Krücken: Das war für uns, als wir anfingen und ein bisschen verstanden haben, wie die Mechanismen der Buchbranche sind, ein Weg. Das hat sich in den letzten Jahren nochmal verschärft durch die Marktmacht von Amazon und von großen Spielern wie den Thalia-Buchhandlungen, die diese Marktmacht durchaus rücksichtslos ausüben. Da wird schon mit sehr harten Bandagen gekämpft - und gerade kleineren Buchhandlungen und kleineren Verlagen gegenüber teilweise ziemlich rücksichtslos. Wir haben das relativ früh gesehen und haben überlegt: Okay, wie können wir uns ein bisschen unabhängig machen?

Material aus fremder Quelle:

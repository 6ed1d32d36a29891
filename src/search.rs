//! Scoped search.
//!
//! Every named search on [`Node`] reduces to one walk: pick the starting set
//! for a [`Scope`], iterate it in document order, and test each node against a
//! [`Predicate`]. First-match searches stop at the first hit; all-match
//! searches collect every hit and keep descending into matched nodes.
//!
//! ```
//! use markup_nav::{Document, MatchMode, Predicate, Scope};
//!
//! let doc = Document::parse(r#"<div class="a"><p id="x">Hi</p><p>Bye</p></div>"#).unwrap();
//! let div = doc.root().unwrap().descendant_of_tag("div").unwrap();
//!
//! let p = div.search(Scope::Descendant, &Predicate::id("x"), true).unwrap();
//! assert_eq!(p.text_content(), "Hi");
//!
//! let ps = div.search_all(Scope::Child, &Predicate::tag("p"), false);
//! assert_eq!(ps.len(), 2);
//!
//! let hrefs = div.search_all(
//!     Scope::Descendant,
//!     &Predicate::attribute("href", MatchMode::BeginsWith, "https://"),
//!     true,
//! );
//! assert!(hrefs.is_empty());
//! ```

use crate::iter::{Descendants, Linked};
use crate::node::Node;
use crate::predicate::{MatchMode, Predicate};

/// Starting set of a search.
#[derive(Debug, Clone, Copy, PartialEq, Eq, Hash)]
pub enum Scope {
    /// Immediate children of the origin. Always shallow.
    Child,
    /// Siblings after the origin, walking forward only. Always shallow.
    Sibling,
    /// Children of the origin, or the whole subtree when recursive.
    Descendant,
}

/// Nodes visited by a search, in document order.
enum Candidates<'a> {
    Shallow(Linked<'a>),
    Deep(Descendants<'a>),
}

impl<'a> Iterator for Candidates<'a> {
    type Item = Node<'a>;

    fn next(&mut self) -> Option<Self::Item> {
        match self {
            Self::Shallow(inner) => inner.next(),
            Self::Deep(inner) => inner.next(),
        }
    }
}

fn candidates<'a>(origin: &Node<'a>, scope: Scope, recursive: bool) -> Candidates<'a> {
    match scope {
        Scope::Child => Candidates::Shallow(origin.child_nodes()),
        Scope::Sibling => Candidates::Shallow(origin.following_siblings()),
        Scope::Descendant if recursive => Candidates::Deep(origin.descendants()),
        Scope::Descendant => Candidates::Shallow(origin.child_nodes()),
    }
}

impl<'a> Node<'a> {
    /// Returns the first node in `scope` matching `predicate`.
    ///
    /// `recursive` only affects [`Scope::Descendant`].
    #[must_use]
    pub fn search(&self, scope: Scope, predicate: &Predicate<'_>, recursive: bool) -> Option<Node<'a>> {
        candidates(self, scope, recursive).find(|node| predicate.matches(node))
    }

    /// Returns every node in `scope` matching `predicate`, in document order.
    #[must_use]
    pub fn search_all(&self, scope: Scope, predicate: &Predicate<'_>, recursive: bool) -> Vec<Node<'a>> {
        candidates(self, scope, recursive)
            .filter(|node| predicate.matches(node))
            .collect()
    }
}

/// Expands to the ten first-match / all-match pairs for one scope.
macro_rules! scoped_searches {
    (
        $scope:expr, $recursive:expr, $label:literal;
        $value_matches:ident, $values_match:ident;
        $value_contains:ident, $values_contain:ident;
        $value_begins:ident, $values_begin:ident;
        $value_ends:ident, $values_end:ident;
        $with_attr:ident, $with_attrs:ident;
        $with_class:ident, $with_classes:ident;
        $with_id:ident, $with_ids:ident;
        $of_tag:ident, $of_tags:ident;
        $tag_matches:ident, $tags_match:ident;
        $tag_contains:ident, $tags_contain:ident;
    ) => {
        impl<'a> Node<'a> {
            #[doc = concat!("First ", $label, " whose attribute `name` equals `value`.")]
            #[must_use]
            pub fn $value_matches(&self, name: &str, value: &str) -> Option<Node<'a>> {
                self.search($scope, &Predicate::attribute(name, MatchMode::Equals, value), $recursive)
            }

            #[doc = concat!("Every ", $label, " whose attribute `name` equals `value`.")]
            #[must_use]
            pub fn $values_match(&self, name: &str, value: &str) -> Vec<Node<'a>> {
                self.search_all($scope, &Predicate::attribute(name, MatchMode::Equals, value), $recursive)
            }

            #[doc = concat!("First ", $label, " whose attribute `name` contains `value`.")]
            #[must_use]
            pub fn $value_contains(&self, name: &str, value: &str) -> Option<Node<'a>> {
                self.search($scope, &Predicate::attribute(name, MatchMode::Contains, value), $recursive)
            }

            #[doc = concat!("Every ", $label, " whose attribute `name` contains `value`.")]
            #[must_use]
            pub fn $values_contain(&self, name: &str, value: &str) -> Vec<Node<'a>> {
                self.search_all($scope, &Predicate::attribute(name, MatchMode::Contains, value), $recursive)
            }

            #[doc = concat!("First ", $label, " whose attribute `name` begins with `value`.")]
            #[must_use]
            pub fn $value_begins(&self, name: &str, value: &str) -> Option<Node<'a>> {
                self.search($scope, &Predicate::attribute(name, MatchMode::BeginsWith, value), $recursive)
            }

            #[doc = concat!("Every ", $label, " whose attribute `name` begins with `value`.")]
            #[must_use]
            pub fn $values_begin(&self, name: &str, value: &str) -> Vec<Node<'a>> {
                self.search_all($scope, &Predicate::attribute(name, MatchMode::BeginsWith, value), $recursive)
            }

            #[doc = concat!("First ", $label, " whose attribute `name` ends with `value`.")]
            #[must_use]
            pub fn $value_ends(&self, name: &str, value: &str) -> Option<Node<'a>> {
                self.search($scope, &Predicate::attribute(name, MatchMode::EndsWith, value), $recursive)
            }

            #[doc = concat!("Every ", $label, " whose attribute `name` ends with `value`.")]
            #[must_use]
            pub fn $values_end(&self, name: &str, value: &str) -> Vec<Node<'a>> {
                self.search_all($scope, &Predicate::attribute(name, MatchMode::EndsWith, value), $recursive)
            }

            #[doc = concat!("First ", $label, " carrying attribute `name`.")]
            #[must_use]
            pub fn $with_attr(&self, name: &str) -> Option<Node<'a>> {
                self.search($scope, &Predicate::has_attribute(name), $recursive)
            }

            #[doc = concat!("Every ", $label, " carrying attribute `name`.")]
            #[must_use]
            pub fn $with_attrs(&self, name: &str) -> Vec<Node<'a>> {
                self.search_all($scope, &Predicate::has_attribute(name), $recursive)
            }

            #[doc = concat!("First ", $label, " whose whole `class` attribute equals `class`.")]
            #[must_use]
            pub fn $with_class(&self, class: &str) -> Option<Node<'a>> {
                self.search($scope, &Predicate::class(class), $recursive)
            }

            #[doc = concat!("Every ", $label, " whose whole `class` attribute equals `class`.")]
            #[must_use]
            pub fn $with_classes(&self, class: &str) -> Vec<Node<'a>> {
                self.search_all($scope, &Predicate::class(class), $recursive)
            }

            #[doc = concat!("First ", $label, " with `id` equal to `id`.")]
            #[must_use]
            pub fn $with_id(&self, id: &str) -> Option<Node<'a>> {
                self.search($scope, &Predicate::id(id), $recursive)
            }

            #[doc = concat!("Every ", $label, " with `id` equal to `id`.")]
            #[must_use]
            pub fn $with_ids(&self, id: &str) -> Vec<Node<'a>> {
                self.search_all($scope, &Predicate::id(id), $recursive)
            }

            #[doc = concat!("First ", $label, " with tag name `tag`.")]
            #[must_use]
            pub fn $of_tag(&self, tag: &str) -> Option<Node<'a>> {
                self.search($scope, &Predicate::tag(tag), $recursive)
            }

            #[doc = concat!("Every ", $label, " with tag name `tag`.")]
            #[must_use]
            pub fn $of_tags(&self, tag: &str) -> Vec<Node<'a>> {
                self.search_all($scope, &Predicate::tag(tag), $recursive)
            }

            #[doc = concat!("First ", $label, " `tag` whose direct text equals `value`.")]
            #[must_use]
            pub fn $tag_matches(&self, tag: &str, value: &str) -> Option<Node<'a>> {
                self.search($scope, &Predicate::tag_value(tag, MatchMode::Equals, value), $recursive)
            }

            #[doc = concat!("Every ", $label, " `tag` whose direct text equals `value`.")]
            #[must_use]
            pub fn $tags_match(&self, tag: &str, value: &str) -> Vec<Node<'a>> {
                self.search_all($scope, &Predicate::tag_value(tag, MatchMode::Equals, value), $recursive)
            }

            #[doc = concat!("First ", $label, " `tag` whose direct text contains `value`.")]
            #[must_use]
            pub fn $tag_contains(&self, tag: &str, value: &str) -> Option<Node<'a>> {
                self.search($scope, &Predicate::tag_value(tag, MatchMode::Contains, value), $recursive)
            }

            #[doc = concat!("Every ", $label, " `tag` whose direct text contains `value`.")]
            #[must_use]
            pub fn $tags_contain(&self, tag: &str, value: &str) -> Vec<Node<'a>> {
                self.search_all($scope, &Predicate::tag_value(tag, MatchMode::Contains, value), $recursive)
            }
        }
    };
}

scoped_searches! {
    Scope::Descendant, true, "descendant";
    descendant_with_attribute_value_matches, descendants_with_attribute_value_matches;
    descendant_with_attribute_value_contains, descendants_with_attribute_value_contains;
    descendant_with_attribute_value_begins_with, descendants_with_attribute_value_begins_with;
    descendant_with_attribute_value_ends_with, descendants_with_attribute_value_ends_with;
    descendant_with_attribute, descendants_with_attribute;
    descendant_with_class, descendants_with_class;
    descendant_with_id, descendants_with_id;
    descendant_of_tag, descendants_of_tag;
    descendant_of_tag_value_matches, descendants_of_tag_value_matches;
    descendant_of_tag_value_contains, descendants_of_tag_value_contains;
}

scoped_searches! {
    Scope::Child, false, "child";
    child_with_attribute_value_matches, children_with_attribute_value_matches;
    child_with_attribute_value_contains, children_with_attribute_value_contains;
    child_with_attribute_value_begins_with, children_with_attribute_value_begins_with;
    child_with_attribute_value_ends_with, children_with_attribute_value_ends_with;
    child_with_attribute, children_with_attribute;
    child_with_class, children_with_class;
    child_with_id, children_with_id;
    child_of_tag, children_of_tag;
    child_of_tag_value_matches, children_of_tag_value_matches;
    child_of_tag_value_contains, children_of_tag_value_contains;
}

scoped_searches! {
    Scope::Sibling, false, "following sibling";
    sibling_with_attribute_value_matches, siblings_with_attribute_value_matches;
    sibling_with_attribute_value_contains, siblings_with_attribute_value_contains;
    sibling_with_attribute_value_begins_with, siblings_with_attribute_value_begins_with;
    sibling_with_attribute_value_ends_with, siblings_with_attribute_value_ends_with;
    sibling_with_attribute, siblings_with_attribute;
    sibling_with_class, siblings_with_class;
    sibling_with_id, siblings_with_id;
    sibling_of_tag, siblings_of_tag;
    sibling_of_tag_value_matches, siblings_of_tag_value_matches;
    sibling_of_tag_value_contains, siblings_of_tag_value_contains;
}

#[cfg(test)]
mod tests {
    use super::*;
    use crate::Document;

    const NESTED: &str = r#"<div id="top">
        <section class="s"><p class="s">one</p></section>
        <p class="s">two</p>
        <span data-x="1">three</span>
    </div>"#;

    #[test]
    fn test_shallow_descendant_is_children_only() {
        let doc = Document::parse(NESTED).unwrap();
        let div = doc.root().unwrap().descendant_with_id("top").unwrap();
        let shallow = div.search_all(Scope::Descendant, &Predicate::class("s"), false);
        let deep = div.search_all(Scope::Descendant, &Predicate::class("s"), true);
        assert_eq!(shallow.len(), 2);
        assert_eq!(deep.len(), 3);
    }

    #[test]
    fn test_child_and_sibling_ignore_recursive_flag() {
        let doc = Document::parse(NESTED).unwrap();
        let div = doc.root().unwrap().descendant_with_id("top").unwrap();
        let pred = Predicate::class("s");
        assert_eq!(
            div.search_all(Scope::Child, &pred, true),
            div.search_all(Scope::Child, &pred, false)
        );

        let section = div.child_of_tag("section").unwrap();
        assert_eq!(
            section.search_all(Scope::Sibling, &pred, true),
            section.search_all(Scope::Sibling, &pred, false)
        );
    }

    #[test]
    fn test_all_matches_descend_into_matched_nodes() {
        let doc = Document::parse(r#"<div><ul class="m"><li class="m">x</li></ul></div>"#).unwrap();
        let div = doc.root().unwrap().descendant_of_tag("div").unwrap();
        let tags: Vec<_> = div
            .descendants_with_class("m")
            .iter()
            .filter_map(Node::tag_name)
            .collect();
        assert_eq!(tags, vec!["ul", "li"]);
    }

    #[test]
    fn test_sibling_scope_walks_forward_only() {
        let doc = Document::parse(NESTED).unwrap();
        let div = doc.root().unwrap().descendant_with_id("top").unwrap();
        let p = div.child_of_tag("p").unwrap();
        assert!(p.sibling_of_tag("section").is_none());
        assert_eq!(p.sibling_with_attribute("data-x").unwrap().text_content(), "three");
    }

    #[test]
    fn test_tag_value_searches() {
        let doc = Document::parse("<ul><li>apple</li><li>banana</li><li><b>apple</b></li></ul>").unwrap();
        let ul = doc.root().unwrap().descendant_of_tag("ul").unwrap();
        assert_eq!(ul.children_of_tag_value_matches("li", "apple").len(), 1);
        assert_eq!(ul.children_of_tag_value_contains("li", "an").len(), 1);
        assert!(ul.child_of_tag_value_matches("li", "cherry").is_none());
        assert_eq!(ul.descendant_of_tag_value_matches("b", "apple").unwrap().text_content(), "apple");
    }

    #[test]
    fn test_attribute_mode_searches() {
        let doc = Document::parse(
            r#"<nav><a href="https://example.com/a">1</a><a href="http://example.org/b">2</a></nav>"#,
        )
        .unwrap();
        let nav = doc.root().unwrap().descendant_of_tag("nav").unwrap();
        assert_eq!(nav.children_with_attribute_value_begins_with("href", "https://").len(), 1);
        assert!(nav.child_with_attribute_value_ends_with("href", ".com").is_none());
        assert_eq!(nav.children_with_attribute_value_contains("href", "example").len(), 2);
        assert_eq!(
            nav.child_with_attribute_value_matches("href", "http://example.org/b")
                .unwrap()
                .text_content(),
            "2"
        );
    }

    #[test]
    fn test_first_is_head_of_all() {
        let doc = Document::parse(NESTED).unwrap();
        let root = doc.root().unwrap();
        for scope in [Scope::Child, Scope::Sibling, Scope::Descendant] {
            for recursive in [false, true] {
                let pred = Predicate::class("s");
                let all = root.search_all(scope, &pred, recursive);
                assert_eq!(root.search(scope, &pred, recursive), all.first().copied());
            }
        }
    }
}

Wir bauen im Prinzip um jedes Buch eine eigene kleine Welt. Ein Beispiel: Unser beliebtestes Motiv, was auf ganz vielen Kapuzenpullovern zu sehen ist, ist eine Seemannsillustration. Die hat eine spanische Künstlerin aus Bilbao für uns entworfen. Das war ursprünglich eine Illustration aus einem Buch, das "Inselstolz" heißt - mit Geschichten von unseren deutschen Nordseeinseln. Dann haben Leute gesagt: Mensch, das ist so eine tolle Illustration, wollt ihr die nicht mal auf ein T-Shirt machen? Und plötzlich verkauften wir mehr Kapuzenpullover und T-Shirts als Bücher. Wir wollen im Prinzip die Inhalte der Bücher erlebbar machen. Wir bieten auch Reisen an: Wir machen eine Island-Reise, die SKUA-Tour, und fahren da mit 50, 60 Leuten im Winter über den Nordatlantik. Wir wollen das Meer erlebbar machen. Das können Reisen sein, das können Accessoires sein, das können aber auch Modeartikel sein.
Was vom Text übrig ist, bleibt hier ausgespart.